Your objective — Copy the records that follow exactly, leaving nothing out.
---- Record excerpts
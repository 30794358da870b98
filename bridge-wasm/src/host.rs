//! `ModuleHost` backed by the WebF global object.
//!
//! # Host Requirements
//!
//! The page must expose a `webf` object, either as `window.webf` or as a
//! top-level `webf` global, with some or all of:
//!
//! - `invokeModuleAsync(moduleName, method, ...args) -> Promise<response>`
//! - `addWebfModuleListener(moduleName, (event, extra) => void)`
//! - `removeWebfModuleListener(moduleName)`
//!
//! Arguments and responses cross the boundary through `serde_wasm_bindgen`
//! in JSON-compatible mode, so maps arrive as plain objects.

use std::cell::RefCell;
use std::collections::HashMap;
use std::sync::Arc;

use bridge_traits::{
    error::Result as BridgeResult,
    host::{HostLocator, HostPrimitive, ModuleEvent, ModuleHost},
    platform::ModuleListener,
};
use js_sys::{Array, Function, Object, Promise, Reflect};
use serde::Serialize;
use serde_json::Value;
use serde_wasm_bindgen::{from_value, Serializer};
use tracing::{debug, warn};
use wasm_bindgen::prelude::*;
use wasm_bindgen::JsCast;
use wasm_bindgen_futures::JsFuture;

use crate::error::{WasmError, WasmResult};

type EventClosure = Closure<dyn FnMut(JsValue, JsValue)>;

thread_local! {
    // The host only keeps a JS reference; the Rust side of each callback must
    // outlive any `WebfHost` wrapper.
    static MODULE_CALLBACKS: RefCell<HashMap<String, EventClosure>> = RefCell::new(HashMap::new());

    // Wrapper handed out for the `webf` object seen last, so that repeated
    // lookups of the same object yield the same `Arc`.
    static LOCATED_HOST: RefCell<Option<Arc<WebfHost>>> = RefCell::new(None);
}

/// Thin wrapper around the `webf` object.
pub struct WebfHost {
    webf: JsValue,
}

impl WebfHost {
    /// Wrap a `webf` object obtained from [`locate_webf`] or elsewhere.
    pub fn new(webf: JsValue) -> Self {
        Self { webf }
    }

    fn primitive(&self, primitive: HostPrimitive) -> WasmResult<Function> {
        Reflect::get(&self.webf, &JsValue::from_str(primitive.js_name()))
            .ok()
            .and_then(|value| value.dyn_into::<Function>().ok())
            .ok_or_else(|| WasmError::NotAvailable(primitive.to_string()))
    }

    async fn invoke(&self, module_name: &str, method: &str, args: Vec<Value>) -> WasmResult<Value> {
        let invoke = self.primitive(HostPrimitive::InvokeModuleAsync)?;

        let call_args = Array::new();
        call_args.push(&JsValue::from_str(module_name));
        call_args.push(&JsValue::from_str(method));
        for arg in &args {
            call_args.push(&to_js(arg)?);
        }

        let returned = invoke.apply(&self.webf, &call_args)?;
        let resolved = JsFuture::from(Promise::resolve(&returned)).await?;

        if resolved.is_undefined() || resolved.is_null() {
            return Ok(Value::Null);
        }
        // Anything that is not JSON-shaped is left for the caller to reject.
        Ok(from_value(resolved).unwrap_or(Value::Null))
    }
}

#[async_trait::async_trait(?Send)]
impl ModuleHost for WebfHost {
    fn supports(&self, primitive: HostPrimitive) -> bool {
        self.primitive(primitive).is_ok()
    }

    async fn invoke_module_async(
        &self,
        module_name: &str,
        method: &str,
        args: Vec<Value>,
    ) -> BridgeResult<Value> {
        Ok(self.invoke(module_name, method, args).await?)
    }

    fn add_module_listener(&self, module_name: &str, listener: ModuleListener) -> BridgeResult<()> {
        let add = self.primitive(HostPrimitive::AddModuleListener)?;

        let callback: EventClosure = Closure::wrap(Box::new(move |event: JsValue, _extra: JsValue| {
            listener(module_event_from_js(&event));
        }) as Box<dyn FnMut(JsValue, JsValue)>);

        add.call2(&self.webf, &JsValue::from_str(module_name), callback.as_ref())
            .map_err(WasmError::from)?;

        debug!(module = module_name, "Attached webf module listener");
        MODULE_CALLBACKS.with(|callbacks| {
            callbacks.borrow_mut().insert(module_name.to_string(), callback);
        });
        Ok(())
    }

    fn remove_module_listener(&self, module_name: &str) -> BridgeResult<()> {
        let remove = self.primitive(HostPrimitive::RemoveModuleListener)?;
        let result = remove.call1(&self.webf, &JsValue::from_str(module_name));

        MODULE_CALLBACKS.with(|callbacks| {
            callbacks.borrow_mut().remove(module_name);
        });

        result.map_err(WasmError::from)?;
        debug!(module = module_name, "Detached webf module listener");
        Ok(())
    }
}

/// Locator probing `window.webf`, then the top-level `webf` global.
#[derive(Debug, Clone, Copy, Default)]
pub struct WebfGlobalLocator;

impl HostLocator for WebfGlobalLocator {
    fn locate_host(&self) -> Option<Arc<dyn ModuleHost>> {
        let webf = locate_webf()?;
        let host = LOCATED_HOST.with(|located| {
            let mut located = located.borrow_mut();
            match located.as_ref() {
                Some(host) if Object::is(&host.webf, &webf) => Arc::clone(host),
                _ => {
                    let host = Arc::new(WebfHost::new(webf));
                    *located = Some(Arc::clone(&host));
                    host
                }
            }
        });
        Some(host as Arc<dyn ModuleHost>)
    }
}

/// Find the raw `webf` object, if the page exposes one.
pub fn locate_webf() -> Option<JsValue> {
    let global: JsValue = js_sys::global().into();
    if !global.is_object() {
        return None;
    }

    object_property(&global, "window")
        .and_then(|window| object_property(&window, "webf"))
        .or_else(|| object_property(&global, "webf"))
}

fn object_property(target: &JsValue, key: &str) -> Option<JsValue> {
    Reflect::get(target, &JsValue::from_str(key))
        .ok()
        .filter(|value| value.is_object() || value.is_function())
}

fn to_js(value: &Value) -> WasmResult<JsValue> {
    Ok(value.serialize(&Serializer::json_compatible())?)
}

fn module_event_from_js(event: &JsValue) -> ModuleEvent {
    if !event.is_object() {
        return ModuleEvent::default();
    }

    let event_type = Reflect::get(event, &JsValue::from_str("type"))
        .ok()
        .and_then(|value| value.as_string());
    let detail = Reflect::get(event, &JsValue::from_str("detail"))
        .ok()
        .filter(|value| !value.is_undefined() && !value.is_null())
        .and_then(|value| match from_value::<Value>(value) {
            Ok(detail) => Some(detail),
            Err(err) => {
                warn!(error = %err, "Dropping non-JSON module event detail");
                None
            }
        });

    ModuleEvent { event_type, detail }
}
--------
Result of the exercise —
repository 30794358da870b98
filename bridge-wasm/src/host.rs
//! `ModuleHost` backed by the WebF global object.
//!
//! # Host Requirements
//!
//! The page must expose a `webf` object, either as `window.webf` or as a
//! top-level `webf` global, with some or all of:
//!
//! - `invokeModuleAsync(moduleName, method, ...args) -> Promise<response>`
//! - `addWebfModuleListener(moduleName, (event, extra) => void)`
//! - `removeWebfModuleListener(moduleName)`
//!
//! Arguments and responses cross the boundary through `serde_wasm_bindgen`
//! in JSON-compatible mode, so maps arrive as plain objects.

use std::cell::RefCell;
use std::collections::HashMap;
use std::sync::Arc;

use bridge_traits::{
    error::Result as BridgeResult,
    host::{HostLocator, HostPrimitive, ModuleEvent, ModuleHost},
    platform::ModuleListener,
};
use js_sys::{Array, Function, Object, Promise, Reflect};
use serde::Serialize;
use serde_json::Value;
use serde_wasm_bindgen::{from_value, Serializer};
use tracing::{debug, warn};
use wasm_bindgen::prelude::*;
use wasm_bindgen::JsCast;
use wasm_bindgen_futures::JsFuture;

use crate::error::{WasmError, WasmResult};

type EventClosure = Closure<dyn FnMut(JsValue, JsValue)>;

thread_local! {
    // The host only keeps a JS reference; the Rust side of each callback must
    // outlive any `WebfHost` wrapper.
    static MODULE_CALLBACKS: RefCell<HashMap<String, EventClosure>> = RefCell::new(HashMap::new());

    // Wrapper handed out for the `webf` object seen last, so that repeated
    // lookups of the same object yield the same `Arc`.
    static LOCATED_HOST: RefCell<Option<Arc<WebfHost>>> = RefCell::new(None);
}

/// Thin wrapper around the `webf` object.
pub struct WebfHost {
    webf: JsValue,
}

impl WebfHost {
    /// Wrap a `webf` object obtained from [`locate_webf`] or elsewhere.
    pub fn new(webf: JsValue) -> Self {
        Self { webf }
    }

    fn primitive(&self, primitive: HostPrimitive) -> WasmResult<Function> {
        Reflect::get(&self.webf, &JsValue::from_str(primitive.js_name()))
            .ok()
            .and_then(|value| value.dyn_into::<Function>().ok())
            .ok_or_else(|| WasmError::NotAvailable(primitive.to_string()))
    }

    async fn invoke(&self, module_name: &str, method: &str, args: Vec<Value>) -> WasmResult<Value> {
        let invoke = self.primitive(HostPrimitive::InvokeModuleAsync)?;

        let call_args = Array::new();
        call_args.push(&JsValue::from_str(module_name));
        call_args.push(&JsValue::from_str(method));
        for arg in &args {
            call_args.push(&to_js(arg)?);
        }

        let returned = invoke.apply(&self.webf, &call_args)?;
        let resolved = JsFuture::from(Promise::resolve(&returned)).await?;

        if resolved.is_undefined() || resolved.is_null() {
            return Ok(Value::Null);
        }
        // Anything that is not JSON-shaped is left for the caller to reject.
        Ok(from_value(resolved).unwrap_or(Value::Null))
    }
}

#[async_trait::async_trait(?Send)]
impl ModuleHost for WebfHost {
    fn supports(&self, primitive: HostPrimitive) -> bool {
        self.primitive(primitive).is_ok()
    }

    async fn invoke_module_async(
        &self,
        module_name: &str,
        method: &str,
        args: Vec<Value>,
    ) -> BridgeResult<Value> {
        Ok(self.invoke(module_name, method, args).await?)
    }

    fn add_module_listener(&self, module_name: &str, listener: ModuleListener) -> BridgeResult<()> {
        let add = self.primitive(HostPrimitive::AddModuleListener)?;

        let callback: EventClosure = Closure::wrap(Box::new(move |event: JsValue, _extra: JsValue| {
            listener(module_event_from_js(&event));
        }) as Box<dyn FnMut(JsValue, JsValue)>);

        add.call2(&self.webf, &JsValue::from_str(module_name), callback.as_ref())
            .map_err(WasmError::from)?;

        debug!(module = module_name, "Attached webf module listener");
        MODULE_CALLBACKS.with(|callbacks| {
            callbacks.borrow_mut().insert(module_name.to_string(), callback);
        });
        Ok(())
    }

    fn remove_module_listener(&self, module_name: &str) -> BridgeResult<()> {
        let remove = self.primitive(HostPrimitive::RemoveModuleListener)?;
        let result = remove.call1(&self.webf, &JsValue::from_str(module_name));

        MODULE_CALLBACKS.with(|callbacks| {
            callbacks.borrow_mut().remove(module_name);
        });

        result.map_err(WasmError::from)?;
        debug!(module = module_name, "Detached webf module listener");
        Ok(())
    }
}

/// Locator probing `window.webf`, then the top-level `webf` global.
#[derive(Debug, Clone, Copy, Default)]
pub struct WebfGlobalLocator;

impl HostLocator for WebfGlobalLocator {
    fn locate_host(&self) -> Option<Arc<dyn ModuleHost>> {
        let webf = locate_webf()?;
        let host = LOCATED_HOST.with(|located| {
            let mut located = located.borrow_mut();
            match located.as_ref() {
                Some(host) if Object::is(&host.webf, &webf) => Arc::clone(host),
                _ => {
                    let host = Arc::new(WebfHost::new(webf));
                    *located = Some(Arc::clone(&host));
                    host
                }
            }
        });
        Some(host as Arc<dyn ModuleHost>)
    }
}

/// Find the raw `webf` object, if the page exposes one.
pub fn locate_webf() -> Option<JsValue> {
    let global: JsValue = js_sys::global().into();
    if !global.is_object() {
        return None;
    }

    object_property(&global, "window")
        .and_then(|window| object_property(&window, "webf"))
        .or_else(|| object_property(&global, "webf"))
}

fn object_property(target: &JsValue, key: &str) -> Option<JsValue> {
    Reflect::get(target, &JsValue::from_str(key))
        .ok()
        .filter(|value| value.is_object() || value.is_function())
}

fn to_js(value: &Value) -> WasmResult<JsValue> {
    Ok(value.serialize(&Serializer::json_compatible())?)
}

fn module_event_from_js(event: &JsValue) -> ModuleEvent {
    if !event.is_object() {
        return ModuleEvent::default();
    }

    let event_type = Reflect::get(event, &JsValue::from_str("type"))
        .ok()
        .and_then(|value| value.as_string());
    let detail = Reflect::get(event, &JsValue::from_str("detail"))
        .ok()
        .filter(|value| !value.is_undefined() && !value.is_null())
        .and_then(|value| match from_value::<Value>(value) {
            Ok(detail) => Some(detail),
            Err(err) => {
                warn!(error = %err, "Dropping non-JSON module event detail");
                None
            }
        });

    ModuleEvent { event_type, detail }
}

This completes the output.